Yes, the well-known Symantec: Tavis Ormandy, is a member of Google's Project Zero team. The researcher the last space has discovered vulnerabilities in the software of leading security companies, and it seems Symantec's time has come.
So, according to the researcher, the vulnerabilities he discovered affect a large number of Symantec products, and can not be repaired through automatic updates.
Ormandy says in a Google blog post: "(vulnerabilities) do not require any user interaction, and can affect the default configuration even of software running at the highest privilege levels. In some cases in Windows, the vulnerable code can also be loaded into the kernel, destroying the kernel memory. ”
The vulnerable code referred to by Ormandy is part of ASPack, the commercial packaging software used by Symantec to pack the software that analyzes files and scans for malware.
Ormandy says that Symantec's mistake is that this component runs in the kernel of the operating system, with the highest privileges available. So the vulnerability it gives the attacker a golden ticket to full control of the system.
In addition to this main issue listed as CVE-2016-2208, the researcher also claims to have found multiple buffer overflows and themememory corruption.

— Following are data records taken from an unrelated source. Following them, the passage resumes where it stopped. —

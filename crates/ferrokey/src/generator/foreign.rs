use crate::{
    config::{Properties, params},
    dialect::Dialect,
    error::{Error, Result},
    generator::{GenerationOutcome, IdentifierGenerator},
    jdbc::{Entity, Session},
    value::IdentifierType,
};

/// The `foreign` strategy: borrows the identifier of the entity referenced
/// by a one-to-one association.
#[derive(Debug, Default)]
pub struct ForeignGenerator {
    entity_name: Option<String>,
    property_name: String,
}

impl ForeignGenerator {
    /// Unconfigured; `configure` must supply the `property` parameter.
    pub fn new() -> Self {
        Self::default()
    }

    /// The one-to-one association the identifier is borrowed from.
    pub fn property_name(&self) -> &str {
        &self.property_name
    }
}

impl IdentifierGenerator for ForeignGenerator {
    fn configure(
        &mut self,
        _ty: IdentifierType,
        params: &Properties,
        _dialect: &dyn Dialect,
    ) -> Result<()> {
        self.property_name = params
            .get(params::PROPERTY)
            .ok_or_else(|| {
                Error::mapping("param named \"property\" is required for foreign id generation strategy")
            })?
            .to_owned();
        self.entity_name = params.get(params::ENTITY_NAME).map(str::to_owned);
        Ok(())
    }

    fn generate(&self, session: &dyn Session, entity: &dyn Entity) -> Result<GenerationOutcome> {
        let associated = entity.association(&self.property_name).ok_or_else(|| {
            Error::generation(format!(
                "attempted to assign id from null one-to-one property [{}.{}]",
                self.entity_name.as_deref().unwrap_or(entity.entity_name()),
                self.property_name
            ))
        })?;
        let id = session.associated_identifier(associated)?;
        if session.contains(entity) {
            // saved by the cascade from the associated object
            Ok(GenerationOutcome::DeferToAssociation)
        } else {
            Ok(GenerationOutcome::Value(id))
        }
    }
}
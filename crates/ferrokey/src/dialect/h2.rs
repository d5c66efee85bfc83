use crate::{dialect::Dialect, error::Result};

/// H2: sequences and identity columns, no insert-returning.
#[derive(Clone, Copy, Debug, Default)]
pub struct H2Dialect;

impl Dialect for H2Dialect {
    fn name(&self) -> &'static str {
        "h2"
    }

    fn supports_sequences(&self) -> bool {
        true
    }

    fn sequence_next_val_string(&self, sequence: &str) -> Result<String> {
        Ok(format!("call next value for {sequence}"))
    }

    fn create_sequence_strings(
        &self,
        sequence: &str,
        initial_value: i64,
        increment: i64,
    ) -> Result<Vec<String>> {
        Ok(vec![format!(
            "create sequence {sequence} start with {initial_value} increment by {increment}"
        )])
    }

    fn drop_sequence_strings(&self, sequence: &str) -> Result<Vec<String>> {
        Ok(vec![format!("drop sequence if exists {sequence}")])
    }

    fn supports_identity_columns(&self) -> bool {
        true
    }

    fn identity_column_string(&self) -> Result<&'static str> {
        Ok("generated by default as identity")
    }

    fn identity_select_string(&self, _table: &str, _column: &str) -> Result<String> {
        Ok("call identity()".to_owned())
    }

    fn identity_insert_string(&self) -> Option<&'static str> {
        Some("default")
    }

    fn select_guid_string(&self) -> Result<String> {
        Ok("call random_uuid()".to_owned())
    }
}
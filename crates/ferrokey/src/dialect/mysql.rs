use crate::{
    dialect::{Dialect, SqlType},
    error::Result,
};

/// MySQL: `auto_increment` identity columns, no sequences.
#[derive(Clone, Copy, Debug, Default)]
pub struct MySqlDialect;

impl Dialect for MySqlDialect {
    fn name(&self) -> &'static str {
        "mysql"
    }

    fn supports_identity_columns(&self) -> bool {
        true
    }

    fn identity_column_string(&self) -> Result<&'static str> {
        Ok("not null auto_increment")
    }

    fn identity_select_string(&self, _table: &str, _column: &str) -> Result<String> {
        Ok("select last_insert_id()".to_owned())
    }

    fn select_guid_string(&self) -> Result<String> {
        Ok("select uuid()".to_owned())
    }

    fn table_type_string(&self) -> &'static str {
        " engine=InnoDB"
    }

    fn type_name(&self, ty: SqlType) -> String {
        match ty {
            SqlType::SmallInt => "smallint".to_owned(),
            SqlType::Integer => "integer".to_owned(),
            SqlType::BigInt => "bigint".to_owned(),
            SqlType::Numeric => "decimal(38, 0)".to_owned(),
            SqlType::Varchar(length) => format!("varchar({length})"),
        }
    }

    fn no_columns_insert_string(&self) -> &'static str {
        "() values ( )"
    }
}
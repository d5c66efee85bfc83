//! Conversions shared by the generator strategies.

use crate::{
    error::{Error, Result},
    holder::IntegralDataTypeHolder,
    jdbc::{Row, SqlValue},
    value::{IdentifierType, IdentifierValue},
};

/// Extracts `row[column]` as `ty`.
///
/// # Errors
///
/// Fails for types other than long, integer, short and string, for missing
/// or `NULL` columns, and for integral values outside the target range.
pub fn get(row: &Row, column: usize, ty: IdentifierType) -> Result<IdentifierValue> {
    let cell = row
        .get(column)
        .ok_or_else(|| Error::generation(format!("result set has no column at index {column}")))?;
    if cell.is_null() {
        return Err(Error::generation("the database returned a null identifier"));
    }
    match ty {
        IdentifierType::Long | IdentifierType::Integer | IdentifierType::Short => {
            match (cell.as_i128(), cell.as_big_int()) {
                (Some(raw), _) => narrow(raw, ty),
                (None, Some(_)) => Err(Error::generation(format!(
                    "identifier value {cell} is out of range for {ty}"
                ))),
                (None, None) => Err(Error::generation(format!(
                    "could not read an integral identifier from {cell}"
                ))),
            }
        }
        IdentifierType::String => Ok(IdentifierValue::String(match cell {
            SqlValue::Text(s) => s.clone(),
            other => other.to_string(),
        })),
        IdentifierType::BigInteger | IdentifierType::BigDecimal => Err(Error::generation(
            "this id generator generates long, integer, short or string",
        )),
    }
}

/// Boxes a raw counter value as `ty`.
///
/// # Errors
///
/// Fails for types other than long, integer and short, and for values
/// outside the target range.
pub fn create_number(value: i64, ty: IdentifierType) -> Result<IdentifierValue> {
    match ty {
        IdentifierType::Long | IdentifierType::Integer | IdentifierType::Short => {
            narrow(i128::from(value), ty)
        }
        _ => Err(Error::generation(
            "this id generator generates long, integer, short",
        )),
    }
}

/// Reads the natively generated identity from the first row of `rows`.
///
/// # Errors
///
/// Fails when `rows` is empty or the value cannot be converted.
pub fn get_generated_identity(rows: &[Row], ty: IdentifierType) -> Result<IdentifierValue> {
    let row = rows.first().ok_or_else(|| {
        Error::generation("the database returned no natively generated identity value")
    })?;
    let id = match ty {
        IdentifierType::BigInteger | IdentifierType::BigDecimal => {
            let mut holder = holder_for(ty)?;
            holder.initialize_from_row(row, 0, 0)?;
            holder.make_value()?
        }
        _ => get(row, 0, ty)?,
    };
    #[cfg(feature = "tracing")]
    tracing::debug!("natively generated identity: {}", id);
    Ok(id)
}

/// An uninitialized integral holder for `ty`.
///
/// # Errors
///
/// Fails when `ty` is not integral.
pub fn holder_for(ty: IdentifierType) -> Result<IntegralDataTypeHolder> {
    IntegralDataTypeHolder::new(ty)
}

/// Qualifies an unqualified object name with the optional catalog and
/// schema; names already containing a `.` are returned as given.
pub fn qualify(catalog: Option<&str>, schema: Option<&str>, name: &str) -> String {
    if name.contains('.') {
        return name.to_owned();
    }
    let mut qualified = String::new();
    for part in [catalog, schema].into_iter().flatten() {
        qualified.push_str(part);
        qualified.push('.');
    }
    qualified.push_str(name);
    qualified
}

fn narrow(raw: i128, ty: IdentifierType) -> Result<IdentifierValue> {
    let in_range = ty
        .bounds()
        .is_some_and(|(min, max)| (min..=max).contains(&raw));
    if !in_range {
        return Err(Error::generation(format!(
            "identifier value {raw} is out of range for {ty}"
        )));
    }
    // bounds checked above
    Ok(match ty {
        IdentifierType::Short => IdentifierValue::Short(raw as i16),
        IdentifierType::Integer => IdentifierValue::Integer(raw as i32),
        _ => IdentifierValue::Long(raw as i64),
    })
}
//! Well-known generator parameter keys.
//!
//! The mapping layer supplies the `target_*`, `identity_tables`, `schema`,
//! `catalog` and `entity_name` keys to every generator; the remaining keys
//! are strategy specific and documented on each generator.

/// The table the generated identifier belongs to.
pub const TARGET_TABLE: &str = "target_table";
/// The identifier column of [`TARGET_TABLE`].
pub const TARGET_COLUMN: &str = "target_column";
/// Comma-separated tables sharing the identifier space (inheritance).
pub const IDENTITY_TABLES: &str = "identity_tables";
pub const SCHEMA: &str = "schema";
pub const CATALOG: &str = "catalog";
/// The mapped entity whose identifier is generated.
pub const ENTITY_NAME: &str = "entity_name";

pub const TABLE: &str = "table";
pub const TABLES: &str = "tables";
pub const COLUMN: &str = "column";
pub const MAX_LO: &str = "max_lo";
pub const SEQUENCE: &str = "sequence";
pub const PARAMETERS: &str = "parameters";
pub const PRIMARY_KEY_COLUMN: &str = "primary_key_column";
pub const PRIMARY_KEY_VALUE: &str = "primary_key_value";
pub const PRIMARY_KEY_LENGTH: &str = "primary_key_length";
pub const VALUE_COLUMN: &str = "value_column";
pub const SEPARATOR: &str = "separator";
pub const KEY: &str = "key";
pub const PROPERTY: &str = "property";
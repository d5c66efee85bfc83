//! Logged, error-translating wrappers around [`Connection`] calls.
//!
//! Every statement issued by a generator goes through here so that it is
//! logged on the `ferrokey::sql` target and driver errors come back as
//! [`Error::Jdbc`] carrying the failing SQL.

use crate::{
    error::{Error, Result},
    jdbc::{Connection, Row, SqlError, SqlValue},
};

pub(crate) fn query(
    conn: &mut dyn Connection,
    sql: &str,
    params: &[SqlValue],
    context: &str,
) -> Result<Vec<Row>> {
    log_statement(sql);
    conn.query(sql, params)
        .map_err(|source| translate(source, context, sql))
}

pub(crate) fn execute(
    conn: &mut dyn Connection,
    sql: &str,
    params: &[SqlValue],
    context: &str,
) -> Result<u64> {
    log_statement(sql);
    conn.execute(sql, params)
        .map_err(|source| translate(source, context, sql))
}

pub(crate) fn execute_returning_keys(
    conn: &mut dyn Connection,
    sql: &str,
    params: &[SqlValue],
    key_columns: &[&str],
    context: &str,
) -> Result<Vec<Row>> {
    log_statement(sql);
    conn.execute_returning_keys(sql, params, key_columns)
        .map_err(|source| translate(source, context, sql))
}

fn log_statement(_sql: &str) {
    #[cfg(feature = "tracing")]
    tracing::debug!(target: "ferrokey::sql", "{}", _sql);
}

pub(crate) fn translate(source: SqlError, context: &str, sql: &str) -> Error {
    #[cfg(feature = "tracing")]
    tracing::warn!(
        sql_state = source.sql_state.as_deref().unwrap_or("none"),
        "{}: {}",
        context,
        source
    );
    Error::Jdbc {
        message: context.to_owned(),
        sql: sql.to_owned(),
        source,
    }
}
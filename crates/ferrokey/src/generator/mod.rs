mod assigned;
mod composite;
pub mod enhanced;
mod foreign;
pub mod helper;
mod hilo;
mod identity;
mod increment;
mod interface;
mod multiple_hilo;
mod mutex;
mod select;
mod sequence;
mod sequence_hilo;
mod table;
mod table_hilo;
#[cfg(test)]
mod tests;
mod uuid;

pub use assigned::*;
pub use composite::*;
pub use enhanced::{EnhancedTableGenerator, Optimizer, OptimizerKind, ValueSource};
pub use foreign::*;
pub use identity::*;
pub use increment::*;
pub use interface::*;
pub use multiple_hilo::MultipleHiLoPerTableGenerator;
pub(crate) use mutex::*;
pub use select::*;
pub use sequence::SequenceGenerator;
pub use sequence_hilo::SequenceHiLoGenerator;
pub use table::TableGenerator;
pub use table_hilo::TableHiLoGenerator;
pub use self::uuid::*;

The researcher also discovered that Symantec had been using open source libraries in its products, such as libmspack and unrarsrc, but forgot to update them for the last seven years. An attacker should only find the right tool available freely on the Internet to breach any system running Symantec products.
Some of these topics are asignaldah, according to Ormandy, who mentions that some others don't require user interaction, and that some of them are wormable. But all of them are able to spread to other nearby devices with the infected one.
The list of affected products includes: all Norton products, Endpoint Protection, Email Security, Protection Engine, Protection for SharePoint Servers, and more.
In all cases, vulnerabilities are cross-platform. The company, however, allegedly has released patches for all affected products.
In May, Ormandy helped Symantec close another security flaw in its product. In addition to Symantec, the same researcher found bugs in the software of other major security companies, such as FireEye, ESET, Kaspersky, Bromium, Trend Micro, Comodo, Malwarebytes, Avast, and AVG.